Using REDIS sorted sets, what is the time complexity certain special operations?

Question

On REDIS documentation, it states that insert and update operations on sorted sets are O(log(n)).

On this question they specify more details about the underlying data structure, the skip list.

However there are a few special cases that depend on the REDIS implementation with which I'm not familiar.
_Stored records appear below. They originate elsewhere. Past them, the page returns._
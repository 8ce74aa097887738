use crate::config::RelayConfig;
use crate::error::{RelayError, RelayResult};
use crate::relay::Relay;
use crate::request::{InboundRequest, Method};
use axum::{
    body::{Body, Bytes},
    extract::{RawQuery, State},
    http::{header, HeaderMap, Method as HttpMethod, StatusCode},
    response::{IntoResponse, Response},
    routing::get,
    Router,
};
use std::any::Any;
use std::collections::HashMap;
use std::sync::Arc;
use tokio::net::TcpListener;
use tower_http::catch_panic::CatchPanicLayer;
use tower_http::trace::TraceLayer;
use tracing::{error, info};

const PANIC_BODY: &str = "Sorry, there was an error processing your request.";

/// Application state shared with all routes
#[derive(Clone)]
pub struct AppState {
    config: Arc<RelayConfig>,
    relay: Arc<Relay>,
}

impl AppState {
    pub fn new(config: RelayConfig, relay: Relay) -> Self {
        Self {
            config: Arc::new(config),
            relay: Arc::new(relay),
        }
    }
}

/// Routes: the ask endpoint under both its API path and the path the
/// Netlify deployment used, plus a health check.
pub fn router(state: AppState) -> Router {
    Router::new()
        .route("/health", get(health))
        .route("/api/ask", get(handle_ask).post(handle_ask))
        .route("/.netlify/functions/ask", get(handle_ask).post(handle_ask))
        .layer(CatchPanicLayer::custom(panic_response))
        .layer(TraceLayer::new_for_http())
        .with_state(state)
}

/// Start the HTTP server
pub async fn run_server(state: AppState) -> RelayResult<()> {
    let addr = state.config.http_addr;
    let listener = TcpListener::bind(addr)
        .await
        .map_err(|e| RelayError::Server(format!("Failed to bind {}: {}", addr, e)))?;

    info!("Starting HTTP server on {}", addr);

    axum::serve(listener, router(state))
        .await
        .map_err(|e| RelayError::Server(format!("HTTP server failed: {}", e)))
}

/// Health check handler
async fn health() -> impl IntoResponse {
    "Relay is running"
}

async fn handle_ask(
    State(state): State<AppState>,
    method: HttpMethod,
    headers: HeaderMap,
    RawQuery(raw_query): RawQuery,
    body: Bytes,
) -> Response {
    let request = to_inbound(&method, &headers, raw_query.as_deref(), &body);
    let api_key = state.config.api_key();
    let shaped = state.relay.respond(&request, api_key.as_deref()).await;

    let status =
        StatusCode::from_u16(shaped.status_code).unwrap_or(StatusCode::INTERNAL_SERVER_ERROR);
    plain_text(status, shaped.body)
}

fn to_inbound(
    method: &HttpMethod,
    headers: &HeaderMap,
    raw_query: Option<&str>,
    body: &Bytes,
) -> InboundRequest {
    let method = if method == HttpMethod::POST {
        Method::Post
    } else {
        Method::Get
    };

    let mut request = InboundRequest::new(method);
    for (name, value) in headers {
        if let Ok(value) = value.to_str() {
            request.insert_header(name.as_str(), value);
        }
    }

    if !body.is_empty() {
        request.body = Some(String::from_utf8_lossy(body).into_owned());
    }

    request.query_params = parse_query(raw_query.unwrap_or_default());
    request
}

/// Form-decodes a query string; the first occurrence of a key wins.
fn parse_query(raw: &str) -> HashMap<String, String> {
    let pairs: Vec<(String, String)> = serde_urlencoded::from_str(raw).unwrap_or_default();
    let mut params = HashMap::new();
    for (key, value) in pairs {
        params.entry(key).or_insert(value);
    }
    params
}

fn plain_text(status: StatusCode, body: String) -> Response {
    (
        status,
        [(header::CONTENT_TYPE, "text/plain; charset=utf-8")],
        body,
    )
        .into_response()
}

fn panic_response(panic: Box<dyn Any + Send + 'static>) -> Response<Body> {
    let detail = panic
        .downcast_ref::<String>()
        .map(String::as_str)
        .or_else(|| panic.downcast_ref::<&str>().copied())
        .unwrap_or("unknown panic");
    error!(detail, "Request handler panicked");
    plain_text(StatusCode::INTERNAL_SERVER_ERROR, PANIC_BODY.to_string())
}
• adding at the head or tail of the sorted set will probably not be a O(log(n)) operation, but O(1), right? this question seems to agree with reservations.
• updating the score of a member even if the ordering doesn't change is still O(log(n)) either because you take the element out and insert it again with the slightly different score, or because you have to check that the ordering doesn't change and so the difference is only in constant operations between insert or update score. right? I really hope I'm wrong in this case.

Any insights will be most welcome.

Answer 1

Note: skip lists will be used once the list grows above a certain size (max_ziplist_entries), below that size a zip list is used.

Re. 1st question - I believe that it would still be O(log(n)) since a skip list is a type of a binary tree so there's no assurance where the head/tail nodes are

Re. 2nd question - according to the source, changing the score is implemented with a removing and readding the member: https://github.com/antirez/redis/blob/209f266cc534471daa03501b2802f08e4fca4fe6/src/t_zset.c#L1233 & https://github.com/antirez/redis/blob/209f266cc534471daa03501b2802f08e4fca4fe6/src/t_zset.c#L1272

Answer 2

1. In Skip List, when you insert a new element in head or tail, you still need to update O(log n) levels. The previous head or tail can have O(log n) levels and each may have pointers which need to be updated.

2. Already answered by @itamar-haber